→ TASK REQUIREMENTS
Every line of the material below, from the top through the line with "event stream, and", should be reproduced exactly.

→ INFORMATION PROVIDED

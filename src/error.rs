//! Error types for the W3G replay decoder.
//!
//! This module defines the error hierarchy for every failure that can occur
//! while decoding a replay: reading the source, validating the header,
//! inflating blocks, walking the startup record and the event stream, and
//! resolving player ids afterwards.
//!
//! None of these errors is recoverable for the decode in progress. The
//! container has no resynchronization points, so the first structural
//! problem aborts the whole decode and no partial replay is produced.

use std::str::Utf8Error;

use thiserror::Error;

/// The main error type for W3G replay decoding operations.
///
/// # Example
///
/// ```
/// use w3g_replay::error::{ParserError, Result};
///
/// fn example_operation() -> Result<()> {
///     Err(ParserError::InvalidHeader {
///         reason: "Header must be either v0 or v1, got v7".to_string(),
///     })
/// }
///
/// assert!(example_operation().is_err());
/// ```
#[derive(Error, Debug)]
pub enum ParserError {
    /// An I/O error occurred while reading the replay source.
    #[error("I/O error: {0}")]
    IoError(#[from] std::io::Error),

    /// The container header is malformed, most commonly an unsupported
    /// header version.
    #[error("Invalid header: {reason}")]
    InvalidHeader {
        /// A description of what makes the header invalid.
        reason: String,
    },

    /// A compressed block could not be inflated, or inflated to a size
    /// other than the one its block header declares.
    #[error("Decompression failed: {reason}")]
    DecompressionError {
        /// A description of the decompression failure.
        reason: String,
    },

    /// A record in the decompressed stream has an unexpected tag, kind byte,
    /// table code or size.
    #[error("Invalid record format: {reason}")]
    InvalidFormat {
        /// A description of the malformed record.
        reason: String,
    },

    /// The event stream contains a record tag with no known decoder.
    ///
    /// Record lengths depend on the tag, so decoding cannot continue past
    /// this point.
    #[error("Unknown block tag 0x{tag:02X} at offset 0x{offset:X}")]
    UnknownBlock {
        /// The unrecognized tag byte.
        tag: u8,
        /// Offset of the tag within the decompressed stream.
        offset: usize,
    },

    /// A text field is not valid UTF-8.
    #[error("Invalid UTF-8 text at offset {offset}: {source}")]
    InvalidEncoding {
        /// Offset of the string within the buffer being decoded.
        offset: usize,
        /// The underlying decoding failure.
        source: Utf8Error,
    },

    /// An id resolves to neither a player record nor a slot record.
    #[error("No player or slot record with id {player_id}")]
    PlayerNotFound {
        /// The id that was looked up.
        player_id: u8,
    },

    /// The data ended unexpectedly before the required bytes could be read.
    ///
    /// This typically indicates a truncated replay file.
    #[error("Unexpected end of data: expected {expected} bytes, but only {available} available")]
    UnexpectedEof {
        /// The number of bytes that were expected to be available.
        expected: usize,
        /// The actual number of bytes available.
        available: usize,
    },
}

impl ParserError {
    /// Creates an `UnexpectedEof` error with the given sizes.
    ///
    /// # Arguments
    ///
    /// * `expected` - The number of bytes that were needed
    /// * `available` - The number of bytes actually available
    #[must_use]
    pub fn unexpected_eof(expected: usize, available: usize) -> Self {
        ParserError::UnexpectedEof {
            expected,
            available,
        }
    }

    /// Creates an `InvalidFormat` error from anything printable.
    ///
    /// ```
    /// use w3g_replay::error::ParserError;
    ///
    /// let err = ParserError::invalid_format("slot record size 12 outside 7..=9");
    /// assert!(err.to_string().contains("slot record size 12"));
    /// ```
    #[must_use]
    pub fn invalid_format(reason: impl Into<String>) -> Self {
        ParserError::InvalidFormat {
            reason: reason.into(),
        }
    }
}

/// A specialized Result type for W3G decoding operations.
pub type Result<T> = std::result::Result<T, ParserError>;
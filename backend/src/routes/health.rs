use axum::{routing::get, Router};
use tracing::debug;

use crate::state::AppState;

pub fn router() -> Router<AppState> {
    Router::new().route("/", get(health))
}

async fn health() -> &'static str {
    debug!("GET /health - Health check");
    "OK"
}
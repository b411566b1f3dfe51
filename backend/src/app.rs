use axum::Router;
use tower_http::cors::CorsLayer;

use crate::errors::AppError;
use crate::routes::{analytics, health};
use crate::state::AppState;

pub fn create_app(state: AppState) -> Router {
    Router::<AppState>::new()
        .nest("/health", health::router())
        .nest("/api/analytics", analytics::router())
        .fallback(|| async { AppError::NotFound })
        .layer(CorsLayer::permissive())
        .with_state(state)
}
use std::sync::Arc;

use crate::config::AppConfig;

/// Shared, read-only request context. Forecasts keep no state between calls.
#[derive(Clone)]
pub struct AppState {
    pub config: Arc<AppConfig>,
}

impl AppState {
    pub fn new(config: AppConfig) -> Self {
        Self {
            config: Arc::new(config),
        }
    }
}
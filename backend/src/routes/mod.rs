pub(crate) mod analytics;
pub(crate) mod health;
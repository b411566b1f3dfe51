use std::net::SocketAddr;
use std::str::FromStr;

use thiserror::Error;

use crate::services::forecasting_service::TrendPolicy;

#[derive(Debug, Error)]
pub enum ConfigError {
    #[error("{key} has an invalid value '{value}'")]
    Invalid { key: &'static str, value: String },
    #[error("{0}")]
    Inconsistent(String),
}

/// Runtime settings for the analytics service, read from the environment
#[derive(Debug, Clone)]
pub struct AppConfig {
    pub bind_addr: SocketAddr,
    pub trend_policy: TrendPolicy,
    pub default_lookback_days: u32,
    pub max_lookback_days: u32,
    pub default_forecast_days: u32,
    pub max_forecast_days: u32,
    /// Below this many days of history a warning is attached to the response
    pub min_history_days: u32,
}

impl Default for AppConfig {
    fn default() -> Self {
        Self {
            bind_addr: SocketAddr::from(([0, 0, 0, 0], 3000)),
            trend_policy: TrendPolicy::default(),
            default_lookback_days: 30,
            max_lookback_days: 730,
            default_forecast_days: 30,
            max_forecast_days: 365,
            min_history_days: 14,
        }
    }
}

impl AppConfig {
    pub fn from_env() -> Result<Self, ConfigError> {
        Self::from_lookup(|key| std::env::var(key).ok())
    }

    /// Build from an arbitrary key lookup; unset keys keep their defaults
    pub fn from_lookup<F>(lookup: F) -> Result<Self, ConfigError>
    where
        F: Fn(&str) -> Option<String>,
    {
        let defaults = Self::default();

        let stable_band = parse_or(&lookup, "TREND_STABLE_BAND", defaults.trend_policy.stable_band)?;
        let trend_policy = TrendPolicy::new(stable_band).map_err(|_| ConfigError::Invalid {
            key: "TREND_STABLE_BAND",
            value: stable_band.to_string(),
        })?;

        let config = Self {
            bind_addr: parse_or(&lookup, "BIND_ADDR", defaults.bind_addr)?,
            trend_policy,
            default_lookback_days: parse_or(&lookup, "DEFAULT_LOOKBACK_DAYS", defaults.default_lookback_days)?,
            max_lookback_days: parse_or(&lookup, "MAX_LOOKBACK_DAYS", defaults.max_lookback_days)?,
            default_forecast_days: parse_or(&lookup, "DEFAULT_FORECAST_DAYS", defaults.default_forecast_days)?,
            max_forecast_days: parse_or(&lookup, "MAX_FORECAST_DAYS", defaults.max_forecast_days)?,
            min_history_days: parse_or(&lookup, "MIN_HISTORY_DAYS", defaults.min_history_days)?,
        };

        config.validate()?;
        Ok(config)
    }

    pub fn validate(&self) -> Result<(), ConfigError> {
        if self.default_lookback_days == 0 || self.default_lookback_days > self.max_lookback_days {
            return Err(ConfigError::Inconsistent(format!(
                "DEFAULT_LOOKBACK_DAYS ({}) must be between 1 and MAX_LOOKBACK_DAYS ({})",
                self.default_lookback_days, self.max_lookback_days
            )));
        }
        if self.default_forecast_days == 0 || self.default_forecast_days > self.max_forecast_days {
            return Err(ConfigError::Inconsistent(format!(
                "DEFAULT_FORECAST_DAYS ({}) must be between 1 and MAX_FORECAST_DAYS ({})",
                self.default_forecast_days, self.max_forecast_days
            )));
        }
        Ok(())
    }
}

fn parse_or<T, F>(lookup: &F, key: &'static str, default: T) -> Result<T, ConfigError>
where
    T: FromStr,
    F: Fn(&str) -> Option<String>,
{
    match lookup(key) {
        Some(raw) => raw
            .trim()
            .parse()
            .map_err(|_| ConfigError::Invalid { key, value: raw }),
        None => Ok(default),
    }
}
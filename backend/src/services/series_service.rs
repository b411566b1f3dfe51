use std::collections::BTreeMap;

use chrono::{Duration, NaiveDate};

use crate::errors::ForecastError;
use crate::models::DailyPoint;

/// Expand dated observations into a contiguous daily series covering the
/// `days` calendar days that end at `end` (inclusive), oldest first.
///
/// Observations on the same day are summed, days without observations are
/// zero-filled and observations outside the window are ignored. Position in
/// the result is the time regressor, so no day is ever omitted.
pub fn zero_fill_daily<I>(
    observations: I,
    end: NaiveDate,
    days: u32,
) -> Result<Vec<DailyPoint>, ForecastError>
where
    I: IntoIterator<Item = (NaiveDate, f64)>,
{
    if days == 0 {
        return Err(ForecastError::InvalidArgument(
            "lookback window must cover at least one day".to_string(),
        ));
    }

    let start = end
        .checked_sub_signed(Duration::days(i64::from(days) - 1))
        .ok_or_else(|| {
            ForecastError::InvalidArgument(format!(
                "a {} day window ending {} starts before the first representable date",
                days, end
            ))
        })?;

    let mut by_day: BTreeMap<NaiveDate, f64> = BTreeMap::new();
    for (date, value) in observations {
        if !value.is_finite() {
            return Err(ForecastError::InvalidArgument(format!(
                "observation on {} is not a finite number",
                date
            )));
        }
        if date < start || date > end {
            continue;
        }
        *by_day.entry(date).or_insert(0.0) += value;
    }

    Ok(start
        .iter_days()
        .take(days as usize)
        .map(|date| DailyPoint {
            date,
            value: by_day.get(&date).copied().unwrap_or(0.0),
        })
        .collect())
}

/// Positional values of a daily series
pub fn values(points: &[DailyPoint]) -> Vec<f64> {
    points.iter().map(|p| p.value).collect()
}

→ RESULT BELOW
filename src/error.rs
//! Error types for the W3G replay decoder.
//!
//! This module defines the error hierarchy for every failure that can occur
//! while decoding a replay: reading the source, validating the header,
//! inflating blocks, walking the startup record and the event stream, and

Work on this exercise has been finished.